## What the exercise asks
From the records below, return every line containing the word "Both".
* * *
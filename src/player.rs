use std::process::{Command, ExitStatus, Stdio};
use std::thread;
use std::time::Duration;

use anyhow::{anyhow, Context, Result};
use crossbeam_channel::{bounded, Receiver, Sender, TryRecvError};
use tracing::{debug, warn};

use crate::config::PlayerConfig;
use crate::extract::MediaRef;

const REFERER: &str = "https://www.reddit.com/";
const USER_AGENT: &str = "Mozilla/5.0 (Windows NT 10.0; Win64; x64) AppleWebKit/537.36 \
    (KHTML, like Gecko) Chrome/128.0.0.0 Safari/537.36";

// The audio track goes to the same process so it mutes and loops with the video.
pub fn player_args(media: &MediaRef, cfg: &PlayerConfig) -> Vec<String> {
    let mut args = Vec::new();
    args.push(media.video_url.clone());
    if let Some(audio) = &media.audio_url {
        args.push(format!("--audio-file={}", audio));
    }
    args.push(format!("--mute={}", if cfg.muted { "yes" } else { "no" }));
    if cfg.auto_next {
        args.push("--loop-file=no".to_string());
    } else {
        args.push("--loop-file=inf".to_string());
    }
    if cfg.fullscreen {
        args.push("--fullscreen".to_string());
    }
    args.push("--force-window=yes".to_string());
    args.push("--keep-open=no".to_string());
    args.push("--really-quiet".to_string());
    args.push("--ytdl=no".to_string());

    let title = media.post.title().trim();
    if !title.is_empty() {
        args.push(format!("--force-media-title={}", title));
    }

    args.push(format!("--http-header-fields=User-Agent: {}", USER_AGENT));
    args.push(format!("--http-header-fields=Referer: {}", REFERER));
    args
}

pub struct PlaybackSession {
    kill_tx: Sender<()>,
    status_rx: Receiver<Result<ExitStatus>>,
    handle: Option<thread::JoinHandle<()>>,
}

impl PlaybackSession {
    fn finalize(&mut self) {
        if let Some(handle) = self.handle.take() {
            let _ = handle.join();
        }
    }

    pub fn try_status(&mut self) -> Option<Result<ExitStatus>> {
        match self.status_rx.try_recv() {
            Ok(res) => {
                self.finalize();
                Some(res)
            }
            Err(TryRecvError::Empty) => None,
            Err(TryRecvError::Disconnected) => {
                self.finalize();
                Some(Err(anyhow!("player session closed unexpectedly")))
            }
        }
    }

    pub fn stop(mut self) -> Option<Result<ExitStatus>> {
        let _ = self.kill_tx.send(());
        let res = self.status_rx.recv().ok();
        self.finalize();
        res
    }
}

impl Drop for PlaybackSession {
    fn drop(&mut self) {
        if self.handle.is_some() {
            let _ = self.kill_tx.send(());
            let _ = self.status_rx.recv().ok();
            self.finalize();
        }
    }
}

pub fn spawn_player(media: &MediaRef, cfg: &PlayerConfig) -> Result<PlaybackSession> {
    if cfg.command.trim().is_empty() {
        return Err(anyhow!("player command missing"));
    }

    let (kill_tx, kill_rx) = bounded::<()>(1);
    let (status_tx, status_rx) = bounded::<Result<ExitStatus>>(1);

    let program = cfg.command.clone();
    let args = player_args(media, cfg);
    let video_url = media.video_url.clone();
    debug!(player = %program, ?args, "launching player");

    let mut child = Command::new(&program)
        .args(&args)
        .stdin(Stdio::null())
        .stdout(Stdio::null())
        .stderr(Stdio::null())
        .spawn()
        .with_context(|| format!("launch {} to play {}", program, video_url))?;

    let handle = thread::spawn(move || {
        let result = loop {
            if kill_rx.try_recv().is_ok() {
                let _ = child.kill();
                break child.wait().context("wait for player after stop request");
            }
            match child.try_wait() {
                Ok(Some(status)) => {
                    debug!(code = ?status.code(), "player exited");
                    break Ok(status);
                }
                Ok(None) => thread::sleep(Duration::from_millis(30)),
                Err(err) => {
                    warn!(error = %err, "player poll failed");
                    break Err(anyhow!(err).context("poll player status"));
                }
            }
        };
        let _ = status_tx.send(result);
    });

    Ok(PlaybackSession {
        kill_tx,
        status_rx,
        handle: Some(handle),
    })
}
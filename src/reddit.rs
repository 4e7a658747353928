use std::fmt;
use std::str::FromStr;
use std::time::Duration;

use anyhow::{anyhow, bail, Result};
use reqwest::blocking::Client as HttpClient;
use reqwest::header::{ACCEPT, USER_AGENT};
use serde::{Deserialize, Serialize};
use serde_json::Value;
use tracing::{debug, warn};
use url::Url;

use crate::pager::FetchError;

pub const DEFAULT_BASE_URL: &str = "https://www.reddit.com/";
pub const DEFAULT_SUBREDDIT: &str = "oddlysatisfying";
pub const PERMALINK_ORIGIN: &str = "https://www.reddit.com";

#[derive(Debug, Clone, Copy, PartialEq, Eq, Serialize, Deserialize, Hash, Default)]
#[serde(rename_all = "lowercase")]
pub enum SortOption {
    #[default]
    Hot,
    New,
    Top,
}

impl SortOption {
    pub fn as_str(&self) -> &'static str {
        match self {
            SortOption::Hot => "hot",
            SortOption::New => "new",
            SortOption::Top => "top",
        }
    }
}

impl FromStr for SortOption {
    type Err = anyhow::Error;

    fn from_str(value: &str) -> Result<Self> {
        match value.trim().to_ascii_lowercase().as_str() {
            "hot" | "recent" => Ok(SortOption::Hot),
            "new" => Ok(SortOption::New),
            "top" => Ok(SortOption::Top),
            other => bail!("unknown sort '{}', expected hot, new or top", other),
        }
    }
}

impl fmt::Display for SortOption {
    fn fmt(&self, f: &mut fmt::Formatter<'_>) -> fmt::Result {
        f.write_str(self.as_str())
    }
}

#[derive(Debug, Clone, Copy, PartialEq, Eq, Serialize, Deserialize, Hash, Default)]
#[serde(rename_all = "lowercase")]
pub enum TimeWindow {
    #[default]
    #[serde(rename = "")]
    Unset,
    #[serde(alias = "day")]
    Today,
    Week,
    Month,
    Year,
    All,
}

impl TimeWindow {
    pub fn as_param(&self) -> Option<&'static str> {
        match self {
            TimeWindow::Unset => None,
            TimeWindow::Today => Some("day"),
            TimeWindow::Week => Some("week"),
            TimeWindow::Month => Some("month"),
            TimeWindow::Year => Some("year"),
            TimeWindow::All => Some("all"),
        }
    }

    pub fn label(&self) -> &'static str {
        match self {
            TimeWindow::Unset => "",
            TimeWindow::Today => "Today",
            TimeWindow::Week => "This Week",
            TimeWindow::Month => "This Month",
            TimeWindow::Year => "This Year",
            TimeWindow::All => "Of All Time",
        }
    }
}

impl FromStr for TimeWindow {
    type Err = anyhow::Error;

    fn from_str(value: &str) -> Result<Self> {
        match value.trim().to_ascii_lowercase().as_str() {
            "" => Ok(TimeWindow::Unset),
            "today" | "day" => Ok(TimeWindow::Today),
            "week" => Ok(TimeWindow::Week),
            "month" => Ok(TimeWindow::Month),
            "year" => Ok(TimeWindow::Year),
            "all" => Ok(TimeWindow::All),
            other => bail!(
                "unknown time window '{}', expected today, week, month, year or all",
                other
            ),
        }
    }
}

#[derive(Debug, Clone, Serialize, Deserialize)]
pub struct FilterParams {
    pub source: String,
    #[serde(default)]
    pub order: SortOption,
    #[serde(default)]
    pub time_window: TimeWindow,
}

impl Default for FilterParams {
    fn default() -> Self {
        Self {
            source: DEFAULT_SUBREDDIT.to_string(),
            order: SortOption::Hot,
            time_window: TimeWindow::Unset,
        }
    }
}

impl FilterParams {
    pub fn new(source: impl Into<String>, order: SortOption, time_window: TimeWindow) -> Self {
        Self {
            source: normalize_source(&source.into()),
            order,
            time_window,
        }
    }

    pub fn effective_time_window(&self) -> TimeWindow {
        if self.order == SortOption::Top {
            self.time_window
        } else {
            TimeWindow::Unset
        }
    }

    pub fn label(&self) -> String {
        match self.effective_time_window() {
            TimeWindow::Unset => format!("r/{} ({})", self.source, self.order),
            window => format!("r/{} ({}, {})", self.source, self.order, window.label()),
        }
    }
}

// Two params naming the same upstream listing are equal, so a window picked
// for hot or new does not reset the feed.
impl PartialEq for FilterParams {
    fn eq(&self, other: &Self) -> bool {
        self.source == other.source
            && self.order == other.order
            && self.effective_time_window() == other.effective_time_window()
    }
}

impl Eq for FilterParams {}

pub fn normalize_source(raw: &str) -> String {
    raw.trim()
        .trim_start_matches('/')
        .trim_start_matches("r/")
        .trim_matches('/')
        .to_string()
}

pub fn is_valid_source(name: &str) -> bool {
    !name.is_empty()
        && name
            .chars()
            .all(|c| c.is_ascii_alphanumeric() || c == '_' || c == '+')
}

pub fn listing_url(base: &Url, params: &FilterParams, cursor: &str) -> Result<Url> {
    let source = normalize_source(&params.source);
    if source.is_empty() {
        bail!("reddit: subreddit name is required");
    }
    if !is_valid_source(&source) {
        bail!("reddit: invalid subreddit name '{}'", source);
    }
    let mut url = base.clone();
    url.path_segments_mut()
        .map_err(|_| anyhow!("reddit: base url {} cannot hold a path", base))?
        .pop_if_empty()
        .push("r")
        .push(&source)
        .push(&format!("{}.json", params.order.as_str()));
    {
        let mut pairs = url.query_pairs_mut();
        pairs.append_pair("after", cursor);
        if let Some(window) = params.effective_time_window().as_param() {
            pairs.append_pair("t", window);
        }
    }
    Ok(url)
}

#[derive(Debug, Clone, Default)]
pub struct ClientConfig {
    pub user_agent: String,
    pub base_url: Option<String>,
    pub http_client: Option<HttpClient>,
}

pub struct Client {
    http: HttpClient,
    user_agent: String,
    base_url: Url,
}

impl Client {
    pub fn new(config: ClientConfig) -> Result<Self> {
        if config.user_agent.trim().is_empty() {
            bail!("reddit client user agent required");
        }
        let base = config
            .base_url
            .unwrap_or_else(|| DEFAULT_BASE_URL.to_string());
        let mut base_url = Url::parse(&base)?;
        if !base_url.path().ends_with('/') {
            let path = format!("{}/", base_url.path());
            base_url.set_path(&path);
        }
        let http = match config.http_client {
            Some(client) => client,
            None => HttpClient::builder()
                .timeout(Duration::from_secs(20))
                .build()?,
        };

        Ok(Client {
            http,
            user_agent: config.user_agent,
            base_url,
        })
    }

    pub fn subreddit_listing(
        &self,
        params: &FilterParams,
        cursor: &str,
        timeout: Duration,
    ) -> Result<Listing<Post>, FetchError> {
        let url = listing_url(&self.base_url, params, cursor)
            .map_err(|err| FetchError::Request(err.to_string()))?;
        debug!(%url, "requesting listing page");

        let resp = self
            .http
            .get(url)
            .header(USER_AGENT, self.user_agent.clone())
            .header(ACCEPT, "application/json")
            .timeout(timeout)
            .send()
            .map_err(FetchError::from_transport)?;

        let status = resp.status();
        if !status.is_success() {
            let body = resp.text().unwrap_or_default();
            return Err(FetchError::Status {
                code: status.as_u16(),
                body,
            });
        }

        let envelope: ListingEnvelope<Value> = resp.json().map_err(FetchError::from_transport)?;
        Ok(envelope.data.into_posts())
    }
}

#[derive(Debug, Clone, Serialize, Deserialize)]
pub struct Listing<T> {
    #[serde(default)]
    pub after: Option<String>,
    #[serde(default)]
    pub before: Option<String>,
    #[serde(default = "Vec::new")]
    pub children: Vec<Thing<T>>,
}

impl Listing<Value> {
    pub fn into_posts(self) -> Listing<Post> {
        let children = self
            .children
            .into_iter()
            .filter_map(|thing| match serde_json::from_value::<Post>(thing.data) {
                Ok(post) => Some(Thing {
                    kind: thing.kind,
                    data: post,
                }),
                Err(err) => {
                    warn!(error = %err, "dropping listing child that is not a post");
                    None
                }
            })
            .collect();
        Listing {
            after: self.after,
            before: self.before,
            children,
        }
    }
}

#[derive(Debug, Clone, Serialize, Deserialize)]
pub struct Thing<T> {
    #[serde(default)]
    pub kind: String,
    pub data: T,
}

#[derive(Debug, Clone, Serialize, Deserialize)]
pub(crate) struct ListingEnvelope<T> {
    #[serde(default)]
    pub kind: String,
    pub data: Listing<T>,
}

#[derive(Debug, Clone, Serialize, Deserialize, Default, PartialEq)]
pub struct Post {
    #[serde(default)]
    pub id: String,
    #[serde(default)]
    pub name: String,
    #[serde(default)]
    pub title: Option<String>,
    #[serde(default)]
    pub permalink: Option<String>,
    #[serde(default)]
    pub url: Option<String>,
    #[serde(default)]
    pub media: Option<PostMedia>,
    #[serde(default)]
    pub secure_media: Option<PostMedia>,
    #[serde(default)]
    pub preview: Option<Preview>,
}

impl Post {
    pub fn title(&self) -> &str {
        self.title.as_deref().unwrap_or_default()
    }

    pub fn permalink_url(&self) -> Option<String> {
        let permalink = self.permalink.as_deref()?.trim();
        if permalink.is_empty() {
            return None;
        }
        Some(format!("{}{}", PERMALINK_ORIGIN, permalink))
    }
}

#[derive(Debug, Clone, Serialize, Deserialize, Default, PartialEq)]
pub struct PostMedia {
    #[serde(default)]
    pub reddit_video: Option<RedditVideo>,
}

#[derive(Debug, Clone, Serialize, Deserialize, Default, PartialEq)]
pub struct Preview {
    #[serde(default)]
    pub reddit_video_preview: Option<RedditVideo>,
}

#[derive(Debug, Clone, Serialize, Deserialize, Default, PartialEq)]
pub struct RedditVideo {
    #[serde(default)]
    pub fallback_url: Option<String>,
}
//! Blast resolution: overlap candidates to applied damage
//!
//! Each candidate is independent; processing order carries no meaning and is
//! not observable through the damage sink contract.

use glam::Vec3;

use crate::host::{CollisionQuery, DamageSink, EntityId, TraceMask};

use super::falloff::FalloffCurve;
use super::occlusion::{OcclusionPolicy, blast_reaches};

/// Outcome summary of one blast resolution, for logging only. Hosts observe
/// the damage sink, not this.
#[derive(Debug, Clone, Copy, Default, PartialEq, Eq)]
pub struct BlastReport {
    /// Candidates returned by the overlap query
    pub candidates: usize,
    /// Candidates that passed occlusion and took damage
    pub damaged: usize,
}

/// Resolve one blast: query candidates within the curve's blast radius, run
/// the occlusion trace per candidate, and apply falloff damage to everyone
/// the blast reaches. An empty overlap result is a valid no-op.
pub fn resolve_blast<W: CollisionQuery, D: DamageSink>(
    origin: Vec3,
    source: EntityId,
    curve: &FalloffCurve,
    mask: TraceMask,
    policy: OcclusionPolicy,
    world: &W,
    damage: &mut D,
) -> BlastReport {
    let candidates = world.query_overlaps(origin, curve.blast_radius());
    let mut report = BlastReport { candidates: candidates.len(), damaged: 0 };

    // Never trace against the blast source itself
    let ignore = [source];

    for candidate in candidates {
        if candidate.entity == source {
            continue;
        }
        let hits = world.trace_segment(origin, candidate.pos, mask, &ignore);
        if !blast_reaches(&hits, candidate.entity, policy) {
            continue;
        }
        // sample() clamps: an overlap can report a center slightly past the
        // blast radius when only the candidate's bounds touch the volume
        let dealt = curve.sample(origin.distance(candidate.pos));
        damage.apply_damage(candidate.entity, dealt, source);
        report.damaged += 1;
    }

    report
}
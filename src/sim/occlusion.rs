//! Line-of-sight occlusion for blast damage
//!
//! Given the ordered hit list of a trace from the blast origin toward a
//! candidate, decide whether the blast reaches it or the candidate is in
//! cover. Blocked by default: a candidate the trace never actually struck is
//! treated as unreachable.

use serde::{Deserialize, Serialize};

use crate::host::{EntityId, TraceHit};

/// How trace hits between the blast origin and a candidate are interpreted
#[derive(Debug, Clone, Copy, PartialEq, Eq, Default, Serialize, Deserialize)]
pub enum OcclusionPolicy {
    /// Pawns never occlude: the scan walks past pawn-like hits, so blast
    /// passes through a crowd to reach the candidate behind it. Only a solid
    /// (non-pawn) hit short of the candidate blocks.
    #[default]
    PawnPassthrough,
    /// Degraded variant: the candidate is reachable only when it is the very
    /// first hit of the trace.
    FirstHitOnly,
}

/// Whether the blast reaches `target` given `hits`, ordered from the blast
/// origin toward the target.
///
/// Under [`OcclusionPolicy::PawnPassthrough`]:
/// - reaching the target itself unblocks; nothing past it matters
/// - any other solid (non-pawn) entity blocks and ends the scan
/// - other pawns and entity-less surface hits are scanned past
/// - a scan that never reaches the target stays blocked
pub fn blast_reaches(hits: &[TraceHit], target: EntityId, policy: OcclusionPolicy) -> bool {
    match policy {
        OcclusionPolicy::PawnPassthrough => {
            for hit in hits {
                match hit.entity {
                    Some(entity) if entity == target => return true,
                    Some(_) if !hit.pawn_like => return false,
                    _ => {}
                }
            }
            false
        }
        OcclusionPolicy::FirstHitOnly => {
            hits.first().is_some_and(|hit| hit.entity == Some(target))
        }
    }
}
//! Host-simulation abstraction layer
//!
//! The detonator never owns the world. Collision queries, the timer service,
//! damage application, one-shot effects and destruction all come through the
//! traits here, so the decision logic stays deterministic and unit-testable
//! against scripted fakes.

use glam::{Quat, Vec3};
use serde::{Deserialize, Serialize};

pub mod scripted;

/// Opaque identity of a host entity
#[derive(Debug, Clone, Copy, PartialEq, Eq, Hash, Serialize, Deserialize)]
pub struct EntityId(pub u32);

/// Opaque handle to a host asset (sound cue, VFX system, attenuation or
/// concurrency settings)
#[derive(Debug, Clone, Copy, PartialEq, Eq, Hash, Serialize, Deserialize)]
pub struct AssetId(pub u32);

/// Collision-channel selector for segment traces
#[derive(Debug, Clone, Copy, PartialEq, Eq, Serialize, Deserialize)]
pub struct TraceMask(pub u32);

impl TraceMask {
    /// Blast/visibility channel
    pub const BLAST: TraceMask = TraceMask(1 << 0);
    /// Static world geometry channel
    pub const WORLD: TraceMask = TraceMask(1 << 1);

    /// Whether any channel is shared between the two masks
    #[inline]
    pub fn overlaps(self, other: TraceMask) -> bool {
        self.0 & other.0 != 0
    }
}

impl Default for TraceMask {
    fn default() -> Self {
        Self::BLAST
    }
}

/// Handle to a pending one-shot countdown owned by the host timer service
#[derive(Debug, Clone, Copy, PartialEq, Eq, Hash)]
pub struct TimerHandle(pub u64);

/// An entity overlapping the blast volume, considered for damage during one
/// resolution pass. Never retained past that pass.
#[derive(Debug, Clone, Copy, PartialEq)]
pub struct Candidate {
    pub entity: EntityId,
    pub pos: Vec3,
    /// Whether this entity participates in pawn-passthrough occlusion
    pub pawn_like: bool,
}

/// One surface struck by a segment trace, in hit order from the trace origin
#[derive(Debug, Clone, Copy, PartialEq, Eq)]
pub struct TraceHit {
    /// Entity the struck surface belongs to, if any
    pub entity: Option<EntityId>,
    pub pawn_like: bool,
}

/// Host timer service owning one-shot countdowns
pub trait TimerService {
    fn schedule_once(&mut self, delay_seconds: f32) -> TimerHandle;

    /// Cancel a pending countdown. Cancelling an expired or unknown handle is
    /// a no-op.
    fn cancel(&mut self, handle: TimerHandle);

    /// Seconds left on a pending countdown; 0 for expired or unknown handles.
    fn time_remaining(&self, handle: TimerHandle) -> f32;
}

/// Host collision subsystem: spatial overlap and segment queries.
///
/// Both calls are synchronous. An empty result is a valid answer meaning
/// "no candidates" / "nothing struck".
pub trait CollisionQuery {
    /// All blast candidates overlapping the sphere at `center`. The host
    /// pre-filters this to pawn-like targets through its own trigger-volume
    /// response setup; resolution only consumes the set it receives.
    fn query_overlaps(&self, center: Vec3, radius: f32) -> Vec<Candidate>;

    /// Hits along the segment `from -> to` on channel `mask`, ordered nearest
    /// first, skipping entities in `ignore`.
    fn trace_segment(
        &self,
        from: Vec3,
        to: Vec3,
        mask: TraceMask,
        ignore: &[EntityId],
    ) -> Vec<TraceHit>;
}

/// Damage application, the one capability blast targets must implement
pub trait DamageSink {
    fn apply_damage(&mut self, target: EntityId, amount: f32, source: EntityId);
}

/// Detached one-shot audio/visual playback. Both events outlive whatever
/// entity emitted them; the emitter never tracks their completion.
pub trait EffectSink {
    #[allow(clippy::too_many_arguments)]
    fn play_sound(
        &mut self,
        cue: AssetId,
        position: Vec3,
        volume: f32,
        pitch: f32,
        attenuation: Option<AssetId>,
        concurrency: Option<AssetId>,
    );

    fn spawn_visual_effect(&mut self, effect: AssetId, position: Vec3, rotation: Quat, scale: Vec3);
}

/// Deferred entity removal from the host simulation
pub trait Despawn {
    fn request_destroy(&mut self, entity: EntityId);
}
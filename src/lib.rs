//! Blastwave - timed explosive detonation and blast resolution
//!
//! Models a grenade-style device: a one-shot countdown, a spatial query for
//! candidates caught in the blast, a line-of-sight occlusion pass that decides
//! who is in cover, distance-based damage falloff, and detached one-shot
//! audio/visual effects.
//!
//! Core modules:
//! - `sim`: deterministic blast-decision logic (falloff, occlusion, resolution,
//!   detonator state machine)
//! - `host`: traits the host simulation implements (collision queries, timers,
//!   damage/effect sinks), plus a scripted host for tests and the demo

pub mod host;
pub mod sim;

pub use host::{
    AssetId, Candidate, CollisionQuery, DamageSink, Despawn, EffectSink, EntityId, TimerHandle,
    TimerService, TraceHit, TraceMask,
};
pub use sim::{
    BlastReport, CurveError, CurveKey, Detonator, DetonatorConfig, DetonatorState, FalloffCurve,
    OcclusionPolicy, SoundSettings, VfxSettings,
};

/// Configuration defaults
pub mod consts {
    /// Default explosion sound volume multiplier
    pub const DEFAULT_VOLUME: f32 = 1.0;
    /// Default explosion sound pitch multiplier
    pub const DEFAULT_PITCH: f32 = 1.0;
}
* * *
## Response to this exercise
/// Both calls are synchronous. An empty result is a valid answer meaning
/// Detached one-shot audio/visual playback. Both events outlive whatever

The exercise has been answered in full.